Politiquement correctionnel
Par Eolas le lundi 14 février 2005 à 12:44 :: Dans le prétoire :: Lien permanent
Audience devant la chambre des appels correctionnels.
Le prévenu a fait appel de sa condamnation par le tribunal correctionnel. Il est accusé (et vous verrez que j'emploie ce terme qui a un sens technique précis à dessein) d'avoir fait irruption dans une agence bancaire, et de s'être fait remettre des fonds sous la menace d'un pistolet.
Le butin est plutôt modeste (de l'ordre de 6000 euros) mais une circonstance des faits est particulièrement révulsante : une des clientes présentes était une femme enceinte de sept mois et le braqueur, pour faire pression sur le personnel, a posé le canon de son arme sur le ventre de celle ci, menaçant de tirer sur le foetus.
Nous sommes manifestement en présence d'une correctionnalisation, mais dans un premier temps, vu ce détail, je ne comprends pas pourquoi.
Une parenthèse s'impose sur la correctionnalisation. Il s'agit d'une pratique totalement illégale mais néanmoins assez courante. Il s'agit de donner à des faits qui constituent des crimes aux yeux de la loi une qualification délictuelle.
Rappelons que le droit pénal français repose sur une distinction tripartite des infractions :
- Il y a d'abord les contraventions, passibles principalement de peines d'amende (on distingue 5 classes de contravention, les peines maximales encourues étant respectivement de 38, 150, 450, 750 et 1500 euros : article 131-13 du Code pénal). Le domaine par excellence des contraventions est la circulation routière, mais c'est loin d'être le seul : signalons la pêche et la chasse, le droit du travail, de l'hygiène et de la sécurité, et des petites incivilités comme des injures non publiques et des violences légères. Les contraventions relèvent du tribunal de police, présidé par le juge de proximité pour les 4 premières classes ou le juge d'instance pour la 5ème. Il existe des procédures sommaires se passant d'audience
- Viennent ensuite les délits, passibles de peines d'emprisonnement pouvant aller jusqu'à dix ans (vingt en cas de récidive) pour les plus graves (trafic de stupéfiant, violences entraînant une mutilation) et d'amendes bien plus importantes (parfois des millions d'euros). Les délits relèvent du tribunal correctionnel.
- Enfin, les crimes sont les faits les plus graves, passible de peines de réclusion criminelle. L'échelle des crimes commence à 15 ans, et va jusqu'à la perpétuité (et autrefois, la peine de mort). Les crimes relèvent de la cour d'assises, où les procès durent deux jours au moins, et sont jugés par un jury populaire siégeant aux côtés des magistrats.

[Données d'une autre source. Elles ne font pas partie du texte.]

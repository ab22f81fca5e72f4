//! Property-based tests for configuration validation

use super::error::ValidationError;
use super::validator::{validate_config, validate_sampling_weights, SAMPLING_WEIGHTS_TOLERANCE};
use crate::config::schema::{TrainConfig, SAMPLING_PHASES};
use crate::config::templates::{generate_config, Template};
use proptest::prelude::*;

fn arb_valid_config() -> impl Strategy<Value = TrainConfig> {
    (
        1u32..1000,                         // epochs
        1u32..64,                           // sequence_length
        0.0f64..=1.0,                       // epsilon
        0.0f64..=1.0,                       // gamma
        0.0f64..=1.0,                       // lambda_
        1e-6f64..1.0,                       // learning_rate
        proptest::option::of(0.1f64..10.0), // max_grad_norm
        1u32..20,                           // evaluation every
    )
        .prop_flat_map(
            |(epochs, sequence_length, epsilon, gamma, lambda, lr, grad_norm, every)| {
                (
                    Just((epochs, sequence_length, epsilon, gamma, lambda, lr, grad_norm, every)),
                    proptest::collection::vec(0..=epochs, 6),
                )
            },
        )
        .prop_map(
            |((epochs, sequence_length, epsilon, gamma, lambda, lr, grad_norm, every), starts)| {
                let mut config = generate_config(Template::Default);
                config.common.epochs = epochs;
                config.common.sequence_length = sequence_length;
                config.collector_train.config.epsilon = epsilon;
                config.training_settings.learning_rate = lr;
                config.training_settings.actor_critic.gamma = gamma;
                config.training_settings.actor_critic.lambda_ = lambda;
                config.training_settings.world_model.component.max_grad_norm = grad_norm;
                config.evaluation_settings.every = every;

                let training = &mut config.training_settings;
                training.tokenizer.component.start_after_epochs = starts[0];
                training.world_model.component.start_after_epochs = starts[1];
                training.actor_critic.component.start_after_epochs = starts[2];
                let evaluation = &mut config.evaluation_settings;
                evaluation.tokenizer.start_after_epochs = starts[3];
                evaluation.world_model.start_after_epochs = starts[4];
                evaluation.actor_critic.start_after_epochs = starts[5];
                config
            },
        )
}

/// Non-negative weights normalized to sum to 1
fn arb_sampling_weights() -> impl Strategy<Value = Vec<f64>> {
    proptest::collection::vec(0.01f64..10.0, SAMPLING_PHASES).prop_map(|raw| {
        let total: f64 = raw.iter().sum();
        raw.into_iter().map(|w| w / total).collect()
    })
}

proptest! {
    #![proptest_config(ProptestConfig::with_cases(200))]

    #[test]
    fn prop_valid_config_passes(config in arb_valid_config()) {
        prop_assert!(validate_config(&config).is_ok());
    }

    #[test]
    fn prop_epsilon_above_one_fails(config in arb_valid_config(), epsilon in 1.0001f64..100.0) {
        let mut config = config;
        config.collector_train.config.epsilon = epsilon;
        let is_epsilon_error = matches!(
            validate_config(&config),
            Err(ValidationError::InvalidRange { ref field, .. })
                if field == "collector_train.config.epsilon"
        );
        prop_assert!(is_epsilon_error);
    }

    #[test]
    fn prop_negative_gamma_fails(config in arb_valid_config(), gamma in -100.0f64..-1e-9) {
        let mut config = config;
        config.training_settings.actor_critic.gamma = gamma;
        prop_assert!(validate_config(&config).is_err());
    }

    #[test]
    fn prop_lambda_above_one_fails(config in arb_valid_config(), lambda in 1.0001f64..10.0) {
        let mut config = config;
        config.training_settings.actor_critic.lambda_ = lambda;
        prop_assert!(validate_config(&config).is_err());
    }

    #[test]
    fn prop_start_after_beyond_epochs_fails(
        config in arb_valid_config(),
        excess in 1u32..100,
        slot in 0usize..6
    ) {
        let mut config = config;
        let value = config.common.epochs + excess;
        match slot {
            0 => config.training_settings.tokenizer.component.start_after_epochs = value,
            1 => config.training_settings.world_model.component.start_after_epochs = value,
            2 => config.training_settings.actor_critic.component.start_after_epochs = value,
            3 => config.evaluation_settings.tokenizer.start_after_epochs = value,
            4 => config.evaluation_settings.world_model.start_after_epochs = value,
            _ => config.evaluation_settings.actor_critic.start_after_epochs = value,
        }
        let is_start_error = matches!(
            validate_config(&config),
            Err(ValidationError::StartAfterExceedsEpochs { value: v, .. }) if v == value
        );
        prop_assert!(is_start_error);
    }

    #[test]
    fn prop_normalized_weights_pass(weights in arb_sampling_weights()) {
        prop_assert!(validate_sampling_weights(Some(&weights)).is_ok());
    }

    #[test]
    fn prop_scaled_weights_fail(weights in arb_sampling_weights(), scale in 1.01f64..5.0) {
        let scaled: Vec<f64> = weights.iter().map(|w| w * scale).collect();
        let sum: f64 = scaled.iter().sum();
        prop_assume!((sum - 1.0).abs() > SAMPLING_WEIGHTS_TOLERANCE);
        let is_sum_error = matches!(
            validate_sampling_weights(Some(&scaled)),
            Err(ValidationError::InvalidSamplingWeightsSum { .. })
        );
        prop_assert!(is_sum_error);
    }

    #[test]
    fn prop_wrong_weight_count_fails(len in 0usize..12) {
        prop_assume!(len != SAMPLING_PHASES);
        let weights = vec![1.0 / len.max(1) as f64; len];
        let is_len_error = matches!(
            validate_sampling_weights(Some(&weights)),
            Err(ValidationError::InvalidSamplingWeightsLen { len: l, .. }) if l == len
        );
        prop_assert!(is_len_error);
    }

    #[test]
    fn prop_unknown_device_fails(config in arb_valid_config(), device in "[a-z]{1,8}") {
        prop_assume!(!["cpu", "cuda", "mps"].contains(&device.as_str()));
        let mut config = config;
        config.common.device = device.clone();
        prop_assert_eq!(
            validate_config(&config).unwrap_err(),
            ValidationError::InvalidDevice(device)
        );
    }

    #[test]
    fn prop_indexed_cuda_device_passes(config in arb_valid_config(), index in 0u32..16) {
        let mut config = config;
        config.common.device = format!("cuda:{index}");
        prop_assert!(validate_config(&config).is_ok());
    }
}
//! Epoch-level schedule derived from a validated configuration
//!
//! The trainer gates every module on `start_after_epochs`, evaluates every
//! `evaluation_settings.every` epochs and stops collecting after
//! `collector_train.stop_after_epochs`. This module computes those decisions
//! up front so a run can be inspected before it starts.

mod batch;
mod plan;

#[cfg(test)]
mod tests;

pub use batch::{
    evaluation_batch, reconstruction_batch, training_batch, SampleSpec, TrainingBatch,
    RECONSTRUCTION_SAMPLES,
};
pub use plan::{imagination_episode_id, CheckpointMode, EpochPlan, Schedule};

use serde::Serialize;
use std::fmt;

use crate::config::TrainConfig;

/// Trainable module of the agent
#[derive(Debug, Clone, Copy, PartialEq, Eq, Hash, Serialize)]
#[serde(rename_all = "snake_case")]
pub enum Phase {
    Tokenizer,
    WorldModel,
    ActorCritic,
}

impl Phase {
    /// All modules in the order the trainer visits them
    pub const ALL: [Phase; 3] = [Phase::Tokenizer, Phase::WorldModel, Phase::ActorCritic];

    /// Section name used in the configuration document
    pub fn as_str(&self) -> &'static str {
        match self {
            Phase::Tokenizer => "tokenizer",
            Phase::WorldModel => "world_model",
            Phase::ActorCritic => "actor_critic",
        }
    }

    /// Last epoch before this module starts training
    pub fn training_start(&self, config: &TrainConfig) -> u32 {
        let training = &config.training_settings;
        match self {
            Phase::Tokenizer => training.tokenizer.component.start_after_epochs,
            Phase::WorldModel => training.world_model.component.start_after_epochs,
            Phase::ActorCritic => training.actor_critic.component.start_after_epochs,
        }
    }

    /// Last epoch before this module is evaluated
    pub fn evaluation_start(&self, config: &TrainConfig) -> u32 {
        let evaluation = &config.evaluation_settings;
        match self {
            Phase::Tokenizer => evaluation.tokenizer.start_after_epochs,
            Phase::WorldModel => evaluation.world_model.start_after_epochs,
            Phase::ActorCritic => evaluation.actor_critic.start_after_epochs,
        }
    }
}

impl fmt::Display for Phase {
    fn fmt(&self, f: &mut fmt::Formatter<'_>) -> fmt::Result {
        f.write_str(self.as_str())
    }
}

/// Totals for one module over a whole run
#[derive(Debug, Clone, PartialEq, Serialize)]
pub struct PhaseSummary {
    pub phase: Phase,
    /// Epochs in which the module is optimized
    pub training_epochs: u32,
    /// Optimizer steps across the run
    pub optimizer_steps: u64,
    /// Samples drawn across the run
    pub samples: u64,
    /// Evaluation epochs in which the module is evaluated
    pub evaluation_epochs: u32,
}

/// Totals over a whole run
#[derive(Debug, Clone, PartialEq, Serialize)]
pub struct RunSummary {
    pub epochs: u32,
    /// Epochs that collect training episodes
    pub collection_epochs: u32,
    /// Epochs that run evaluation
    pub evaluation_epochs: u32,
    /// Epochs that write a checkpoint
    pub checkpoint_epochs: u32,
    pub phases: Vec<PhaseSummary>,
}

/// Summarize the schedule of a full run
pub fn summarize(config: &TrainConfig) -> RunSummary {
    let mut summary = RunSummary {
        epochs: config.common.epochs,
        collection_epochs: 0,
        evaluation_epochs: 0,
        checkpoint_epochs: 0,
        phases: Phase::ALL
            .into_iter()
            .map(|phase| PhaseSummary {
                phase,
                training_epochs: 0,
                optimizer_steps: 0,
                samples: 0,
                evaluation_epochs: 0,
            })
            .collect(),
    };

    for plan in Schedule::new(config) {
        summary.collection_epochs += u32::from(plan.collect_train);
        summary.evaluation_epochs += u32::from(plan.evaluate);
        summary.checkpoint_epochs += u32::from(plan.checkpoint.is_some());
        for entry in &mut summary.phases {
            if plan.train.contains(&entry.phase) {
                entry.training_epochs += 1;
            }
            if plan.eval.contains(&entry.phase) {
                entry.evaluation_epochs += 1;
            }
        }
    }

    for entry in &mut summary.phases {
        let batch = training_batch(config, entry.phase);
        entry.optimizer_steps =
            u64::from(entry.training_epochs) * u64::from(batch.steps_per_epoch);
        entry.samples = u64::from(entry.training_epochs).saturating_mul(batch.samples_per_epoch());
    }

    tracing::debug!(
        epochs = summary.epochs,
        evaluation_epochs = summary.evaluation_epochs,
        "schedule summarized"
    );
    summary
}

Voilà où le bât blesse : les cours d'assises ne peuvent juger qu'un nombre limité de crimes par an (je n'ai pas le chiffre exact, mais je pense que c'est de l'ordre du millier). Pour faire face à cette impossibilité, la pratique de la correctionnalisation est apparue. Le juge d'instruction "oublie" un élément qui caractérise le crime, et renvoie devant le tribunal correctionnel, qui comprend très bien de quoi il s'agit et prononce une peine en conséquence.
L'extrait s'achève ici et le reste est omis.